Task details:
Going line by line through the listing, how many lines hold "SELECT"? State nothing but the number.

---------- Source information ----------

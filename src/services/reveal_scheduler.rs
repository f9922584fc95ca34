/*!
 * Auto-Assignment Reveal Scheduler
 *
 * Background task that promotes hidden auto-assigned appointments to
 * visible once they cross their clinic's reveal boundary, notifying the
 * practitioner as if the appointment had just been booked.
 *
 * The transition itself is a row-level UPDATE gated on
 * `is_auto_assigned = TRUE`, so concurrent runs (or a racing admin
 * reassignment) reveal each appointment exactly once; notifications are
 * sent only for rows this run actually flipped.
 */

use std::collections::HashMap;
use std::sync::Arc;

use chrono::{NaiveDate, NaiveTime};
use sqlx::PgPool;
use tokio::time::{interval, Duration as TokioDuration, MissedTickBehavior};
use tracing::{debug, error, info};

use crate::models::Clinic;
use crate::services::appointment_service::AppointmentService;
use crate::services::booking_policy::reveal_due;
use crate::services::outbound::OutboundSender;
use crate::utils::time::clinic_now;
use crate::utils::Result;

/// Tick period; the reveal boundary is minute-grained so once a minute
/// is enough
const TICK_SECONDS: u64 = 60;

/// Reveal scheduler
pub struct RevealScheduler {
    pool: PgPool,
    outbound: OutboundSender,
}

/// Row shape for the hidden-appointment scan
#[derive(Debug, sqlx::FromRow)]
struct HiddenAppointmentRow {
    appointment_id: i64,
    clinic_id: i64,
    date: NaiveDate,
    start_time: NaiveTime,
}

impl RevealScheduler {
    pub fn new(pool: PgPool, outbound: OutboundSender) -> Self {
        Self { pool, outbound }
    }

    /// Start the background loop
    pub async fn start(self: Arc<Self>) {
        info!("Starting reveal scheduler background task");
        let mut ticker = interval(TokioDuration::from_secs(TICK_SECONDS));
        ticker.set_missed_tick_behavior(MissedTickBehavior::Delay);

        loop {
            ticker.tick().await;
            match self.run_once().await {
                Ok(revealed) if revealed > 0 => {
                    info!("Reveal scheduler promoted {} appointment(s)", revealed)
                }
                Ok(_) => debug!("Reveal scheduler tick: nothing due"),
                Err(e) => error!("Reveal scheduler run failed: {}", e),
            }
        }
    }

    /// One pass over all clinics' hidden auto-assignments. Returns how
    /// many rows this run revealed.
    pub async fn run_once(&self) -> Result<usize> {
        let hidden = sqlx::query_as::<_, HiddenAppointmentRow>(
            r#"
            SELECT a.id AS appointment_id, ce.clinic_id, ce.date, ce.start_time
            FROM appointments a
            JOIN calendar_events ce ON ce.id = a.calendar_event_id
            WHERE a.is_auto_assigned = TRUE
              AND a.status = 'confirmed'
              AND ce.start_time IS NOT NULL
            ORDER BY ce.clinic_id, ce.date, ce.start_time
            "#,
        )
        .fetch_all(&self.pool)
        .await?;

        if hidden.is_empty() {
            return Ok(0);
        }

        // One settings load per clinic for the whole pass.
        let clinic_ids: Vec<i64> = {
            let mut ids: Vec<i64> = hidden.iter().map(|row| row.clinic_id).collect();
            ids.sort_unstable();
            ids.dedup();
            ids
        };
        let clinics = sqlx::query_as::<_, Clinic>("SELECT * FROM clinics WHERE id = ANY($1)")
            .bind(&clinic_ids)
            .fetch_all(&self.pool)
            .await?;
        let clinics_by_id: HashMap<i64, Clinic> =
            clinics.into_iter().map(|clinic| (clinic.id, clinic)).collect();

        let service = AppointmentService::new(self.pool.clone(), self.outbound.clone());
        let now = clinic_now();
        let mut revealed = 0;

        for row in hidden {
            let Some(clinic) = clinics_by_id.get(&row.clinic_id) else {
                continue;
            };
            let settings = match clinic.validated_settings() {
                Ok(settings) => settings,
                Err(e) => {
                    error!("Skipping clinic {}: {}", clinic.id, e);
                    continue;
                }
            };
            if !reveal_due(
                &settings.booking_restriction_settings,
                now,
                row.date,
                row.start_time,
            ) {
                continue;
            }
            match service
                .reveal_appointment(clinic, &settings, row.appointment_id)
                .await
            {
                Ok(true) => revealed += 1,
                Ok(false) => {
                    // Another run or an admin got there first.
                    debug!("Appointment {} already revealed", row.appointment_id)
                }
                Err(e) => error!(
                    "Failed to reveal appointment {}: {}",
                    row.appointment_id, e
                ),
            }
        }

        Ok(revealed)
    }
}

/// Spawn the reveal scheduler as a background task.
///
/// This should be called from main.rs after the outbound worker exists.
pub fn spawn_reveal_scheduler(pool: PgPool, outbound: OutboundSender) {
    let scheduler = Arc::new(RevealScheduler::new(pool, outbound));
    tokio::spawn(async move {
        scheduler.start().await;
    });
    info!("Reveal scheduler spawned as background task");
}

----------

Task output:
2